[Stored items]
+===+

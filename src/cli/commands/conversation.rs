//! Conversation CLI commands.

use anyhow::Result;
use clap::{Args, Subcommand};
use comfy_table::Cell;
use serde::Serialize;

use crate::cli::commands::context::AppContext;
use crate::cli::output::{output, CommandOutput};
use crate::cli::table::table_with_header;
use crate::domain::models::{Config, Conversation, ConversationId, Message};
use crate::domain::ports::ConversationRepository;

#[derive(Args, Debug)]
pub struct ConversationArgs {
    #[command(subcommand)]
    pub command: ConversationCommands,
}

#[derive(Subcommand, Debug)]
pub enum ConversationCommands {
    /// List recent conversations
    List {
        /// Only conversations this agent (id or name) took part in
        #[arg(short, long)]
        agent: Option<String>,
        /// Maximum number of conversations to display
        #[arg(short, long, default_value = "20")]
        limit: u32,
    },
    /// Show a conversation transcript
    Show {
        /// Conversation id
        id: i64,
    },
}

#[derive(Debug, Serialize)]
pub struct ConversationListOutput {
    pub conversations: Vec<Conversation>,
    pub total: usize,
}

fn participant(id: Option<crate::domain::models::AgentId>) -> String {
    id.map_or_else(|| "human".to_string(), |id| id.to_string())
}

impl CommandOutput for ConversationListOutput {
    fn to_human(&self) -> String {
        if self.conversations.is_empty() {
            return "No conversations found.".to_string();
        }

        let mut table = table_with_header(&["ID", "Type", "Initiator", "Responder", "Turns", "Started", "Status"]);
        for c in &self.conversations {
            table.add_row(vec![
                Cell::new(c.id),
                Cell::new(c.kind),
                Cell::new(participant(c.initiator_id)),
                Cell::new(participant(c.responder_id)),
                Cell::new(c.turn_count),
                Cell::new(c.started_at.format("%Y-%m-%d %H:%M:%S")),
                Cell::new(if c.is_finished() { "ended" } else { "in progress" }),
            ]);
        }
        format!("Found {} conversation(s):\n{table}", self.total)
    }
}

#[derive(Debug, Serialize)]
pub struct TranscriptOutput {
    pub conversation: Conversation,
    pub messages: Vec<Message>,
}

impl CommandOutput for TranscriptOutput {
    fn to_human(&self) -> String {
        let c = &self.conversation;
        let mut lines = vec![
            format!("Conversation #{} ({})", c.id, c.kind),
            format!("Started: {}", c.started_at.to_rfc3339()),
        ];
        match c.ended_at {
            Some(ended) => lines.push(format!("Ended: {} after {} turn(s)", ended.to_rfc3339(), c.turn_count)),
            None => lines.push("Still in progress".to_string()),
        }
        lines.push(String::new());
        for m in &self.messages {
            let marker = if m.external_id.is_some() { "" } else { " (undelivered)" };
            lines.push(format!("[{}] {}{marker}: {}", m.created_at.format("%H:%M:%S"), m.author_name, m.content));
        }
        lines.join("\n")
    }
}

pub async fn execute(args: ConversationArgs, config: Config, json_mode: bool) -> Result<()> {
    let ctx = AppContext::open(config).await?;

    match args.command {
        ConversationCommands::List { agent, limit } => {
            let conversations = match agent {
                Some(key) => {
                    let agent = ctx.resolve_agent(&key).await?;
                    ctx.conversations.list_agent_conversations(agent.id, limit).await?
                }
                None => ctx.conversations.list_conversations(limit).await?,
            };
            let out = ConversationListOutput { total: conversations.len(), conversations };
            output(&out, json_mode);
        }

        ConversationCommands::Show { id } => {
            let id = ConversationId(id);
            let conversation = ctx
                .conversations
                .get_conversation(id)
                .await?
                .ok_or_else(|| anyhow::anyhow!("Conversation not found: {id}"))?;
            let messages = ctx.conversations.get_conversation_messages(id).await?;
            output(&TranscriptOutput { conversation, messages }, json_mode);
        }
    }

    Ok(())
}
//! Text generation adapters.

pub mod mock;
pub mod openai;

pub use mock::{ScriptedGenerator, ScriptedMode};
pub use openai::{GeneratorError, OpenAiChatGenerator};
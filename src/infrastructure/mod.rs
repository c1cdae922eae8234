//! Infrastructure layer module
//!
//! This module contains the runtime plumbing around the domain:
//! - Configuration management
//! - Logging infrastructure
//! - The shared in-process chat channel and its agent runtime
//!
//! Storage and text-generation adapters live in `crate::adapters`.

pub mod channel;
pub mod config;
pub mod logging;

+===+

▶ [Task requirements] Only one stretch of the records above is wanted: the lines between the one holding "use crate::cli::commands::context::AppContext;" and the one holding "pub struct ConversationArgs", inclusive, reproduced exactly.

▶ [Task response]
use crate::cli::commands::context::AppContext;
use crate::cli::output::{output, CommandOutput};
use crate::cli::table::table_with_header;
use crate::domain::models::{Config, Conversation, ConversationId, Message};
use crate::domain::ports::ConversationRepository;

#[derive(Args, Debug)]
pub struct ConversationArgs {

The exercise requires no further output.